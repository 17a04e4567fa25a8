// Copyright 2026 Daniel Pelikan
//
// Licensed under the Apache License, Version 2.0 (the "License");
// you may not use this file except in compliance with the License.
// You may obtain a copy of the License at
//
//     http://www.apache.org/licenses/LICENSE-2.0
//
// Unless required by applicable law or agreed to in writing, software
// distributed under the License is distributed on an "AS IS" BASIS,
// WITHOUT WARRANTIES OR CONDITIONS OF ANY KIND, either express or implied.
// See the License for the specific language governing permissions and
// limitations under the License.

//! Outbound response frames.
//!
//! The manager only ever sends four frame shapes. Each is a fixed template
//! with at most one substituted field: the system identity of the
//! association response, the filler invoke-id of the MDS request or the
//! echoed invoke-id of the data-received response.

use super::address::HardwareAddress;
use super::frame::InvokeId;
use super::profile::{ProfileDescriptor, SystemIdentity, FIXED_REPORT_TAG};

/// Offset of the 8-byte system identity in the association response.
pub const SYSTEM_ID_OFFSET: usize = 30;

/// Offset of the invoke-id in the MDS request and data-received response.
pub const RESPONSE_INVOKE_ID_OFFSET: usize = 6;

/// Offset of the fixed-report tag echoed in the data-received response.
pub const RESPONSE_TAG_OFFSET: usize = 18;

/// Association response (AARE): accepted, known extended configuration.
pub const ASSOCIATION_RESPONSE_TEMPLATE: [u8; 48] = [
    0xE3, 0x00, // APDU choice
    0x00, 0x2C, // length
    0x00, 0x00, // accepted
    0x50, 0x79, // data protocol 20601
    0x00, 0x26, // data-proto-info length
    0x80, 0x00, 0x00, 0x00, // protocol version
    0x80, 0x00, // MDER encoding
    0x80, 0x00, 0x00, 0x00, // nomenclature version
    0x00, 0x00, 0x00, 0x00, // functional units
    0x80, 0x00, 0x00, 0x00, // system type: manager
    0x00, 0x08, // system-id length
    0x00, 0x00, 0x00, 0x00, 0x00, 0x00, 0x00, 0x00, // system-id
    0x00, 0x00, // dev-config-id
    0x00, 0x00, 0x00, 0x00, // data-req-mode-capab
    0x00, 0x00, 0x00, 0x00, // option list
];

/// Get all MDS attributes request (roiv-cmip-get on handle 0).
pub const GET_MDS_ATTRIBUTES_TEMPLATE: [u8; 18] = [
    0xE7, 0x00, // APDU choice
    0x00, 0x0E, // length
    0x00, 0x0C, // octet string length
    0x00, 0x00, // invoke-id
    0x01, 0x03, // roiv-cmip-get
    0x00, 0x06, // length
    0x00, 0x00, // MDS handle
    0x00, 0x00, // attribute id list count
    0x00, 0x00, // attribute id list length
];

/// Confirmed event report response (rors-cmip-confirmed-event-report).
pub const DATA_RECEIVED_RESPONSE_TEMPLATE: [u8; 22] = [
    0xE7, 0x00, // APDU choice
    0x00, 0x12, // length
    0x00, 0x10, // octet string length
    0x00, 0x00, // invoke-id
    0x02, 0x01, // rors-cmip-confirmed-event-report
    0x00, 0x0A, // length
    0x00, 0x00, // MDS handle
    0x00, 0x00, 0x00, 0x00, // current time
    0x00, 0x00, // event type
    0x00, 0x00, // reply info length
];

/// Association release response (RLRE), normal.
pub const ASSOCIATION_RELEASE_RESPONSE: [u8; 6] = [0xE5, 0x00, 0x00, 0x02, 0x00, 0x00];

/// A response the state machine asks to be written.
#[derive(Debug, Clone, Copy, PartialEq, Eq)]
pub enum Response {
    AssociationResponse,
    GetMdsAttributes,
    DataReceived(InvokeId),
    AssociationReleaseResponse,
}

impl Response {
    pub fn name(&self) -> &'static str {
        match self {
            Response::AssociationResponse => "association response",
            Response::GetMdsAttributes => "get MDS attributes",
            Response::DataReceived(_) => "data received response",
            Response::AssociationReleaseResponse => "association release response",
        }
    }
}

/// Renders responses for one device class.
#[derive(Debug, Clone, Copy)]
pub struct FrameEncoder {
    profile: &'static ProfileDescriptor,
    local_address: HardwareAddress,
}

impl FrameEncoder {
    pub fn new(profile: &'static ProfileDescriptor, local_address: HardwareAddress) -> Self {
        Self {
            profile,
            local_address,
        }
    }

    /// System identity announced in the association response.
    pub fn system_identity(&self) -> [u8; 8] {
        match self.profile.identity {
            SystemIdentity::Placeholder(id) => id,
            SystemIdentity::LocalAddress => self.local_address.to_eui64(),
        }
    }

    pub fn encode(&self, response: Response) -> Vec<u8> {
        match response {
            Response::AssociationResponse => self.association_response(),
            Response::GetMdsAttributes => self.get_mds_attributes(),
            Response::DataReceived(invoke_id) => self.data_received(invoke_id),
            Response::AssociationReleaseResponse => ASSOCIATION_RELEASE_RESPONSE.to_vec(),
        }
    }

    pub fn association_response(&self) -> Vec<u8> {
        let mut frame = ASSOCIATION_RESPONSE_TEMPLATE;
        frame[SYSTEM_ID_OFFSET..SYSTEM_ID_OFFSET + 8].copy_from_slice(&self.system_identity());
        frame.to_vec()
    }

    pub fn get_mds_attributes(&self) -> Vec<u8> {
        let mut frame = GET_MDS_ATTRIBUTES_TEMPLATE;
        frame[RESPONSE_INVOKE_ID_OFFSET..RESPONSE_INVOKE_ID_OFFSET + 2]
            .copy_from_slice(&self.profile.get_mds_invoke_id);
        frame.to_vec()
    }

    pub fn data_received(&self, invoke_id: InvokeId) -> Vec<u8> {
        let mut frame = DATA_RECEIVED_RESPONSE_TEMPLATE;
        frame[RESPONSE_INVOKE_ID_OFFSET..RESPONSE_INVOKE_ID_OFFSET + 2]
            .copy_from_slice(&invoke_id.bytes());
        frame[RESPONSE_TAG_OFFSET..RESPONSE_TAG_OFFSET + 2].copy_from_slice(&FIXED_REPORT_TAG);
        frame.to_vec()
    }
}

#[cfg(test)]
mod tests {
    use super::*;
    use crate::hdp::profile::{BLOOD_PRESSURE, OXIMETER};

    const ADDRESS: HardwareAddress = HardwareAddress::new([0xAA, 0xBB, 0xCC, 0xDD, 0xEE, 0xFF]);

    #[test]
    fn test_template_lengths_match_headers() {
        for frame in [
            &ASSOCIATION_RESPONSE_TEMPLATE[..],
            &GET_MDS_ATTRIBUTES_TEMPLATE[..],
            &DATA_RECEIVED_RESPONSE_TEMPLATE[..],
            &ASSOCIATION_RELEASE_RESPONSE[..],
        ] {
            let declared = u16::from_be_bytes([frame[2], frame[3]]) as usize;
            assert_eq!(declared + 4, frame.len());
        }
    }

    #[test]
    fn test_blood_pressure_association_response() {
        let encoder = FrameEncoder::new(&BLOOD_PRESSURE, ADDRESS);
        let frame = encoder.association_response();

        assert_eq!(frame.len(), 48);
        assert_eq!(&frame[..30], &ASSOCIATION_RESPONSE_TEMPLATE[..30]);
        assert_eq!(
            &frame[30..38],
            &[0x3C, 0x5A, 0x37, 0xFF, 0xFE, 0x95, 0xEE, 0xE3]
        );
        assert_eq!(&frame[38..], &[0u8; 10]);
    }

    #[test]
    fn test_oximeter_association_response_uses_local_address() {
        let encoder = FrameEncoder::new(&OXIMETER, ADDRESS);
        let frame = encoder.encode(Response::AssociationResponse);

        assert_eq!(
            &frame[30..38],
            &[0xAA, 0xBB, 0xCC, 0xFF, 0xFE, 0xDD, 0xEE, 0xFF]
        );
        let mut expected = ASSOCIATION_RESPONSE_TEMPLATE;
        expected[30..38].copy_from_slice(&ADDRESS.to_eui64());
        assert_eq!(frame, expected.to_vec());
    }

    #[test]
    fn test_get_mds_filler_invoke_id() {
        let bp = FrameEncoder::new(&BLOOD_PRESSURE, ADDRESS).get_mds_attributes();
        let ox = FrameEncoder::new(&OXIMETER, ADDRESS).get_mds_attributes();

        assert_eq!(&bp[6..8], &[0x00, 0x24]);
        assert_eq!(&ox[6..8], &[0x12, 0x34]);
        assert_eq!(&bp[8..], &ox[8..]);
        assert_eq!(&bp[..6], &[0xE7, 0x00, 0x00, 0x0E, 0x00, 0x0C]);
    }

    #[test]
    fn test_data_received_echoes_invoke_id() {
        let encoder = FrameEncoder::new(&BLOOD_PRESSURE, ADDRESS);
        let frame = encoder.encode(Response::DataReceived(InvokeId([0x43, 0x21])));

        assert_eq!(
            frame,
            vec![
                0xE7, 0x00, 0x00, 0x12, 0x00, 0x10, 0x43, 0x21, 0x02, 0x01, 0x00, 0x0A, 0x00,
                0x00, 0x00, 0x00, 0x00, 0x00, 0x0D, 0x1D, 0x00, 0x00
            ]
        );
    }

    #[test]
    fn test_release_response() {
        let encoder = FrameEncoder::new(&OXIMETER, ADDRESS);
        assert_eq!(
            encoder.encode(Response::AssociationReleaseResponse),
            vec![0xE5, 0x00, 0x00, 0x02, 0x00, 0x00]
        );
    }
}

• [Your assignment]:
I'd like every line with the string "Debug" copied from the listing.

• [Solved problem]:
#[derive(Debug, Clone, Copy, PartialEq, Eq)]
#[derive(Debug, Clone, Copy)]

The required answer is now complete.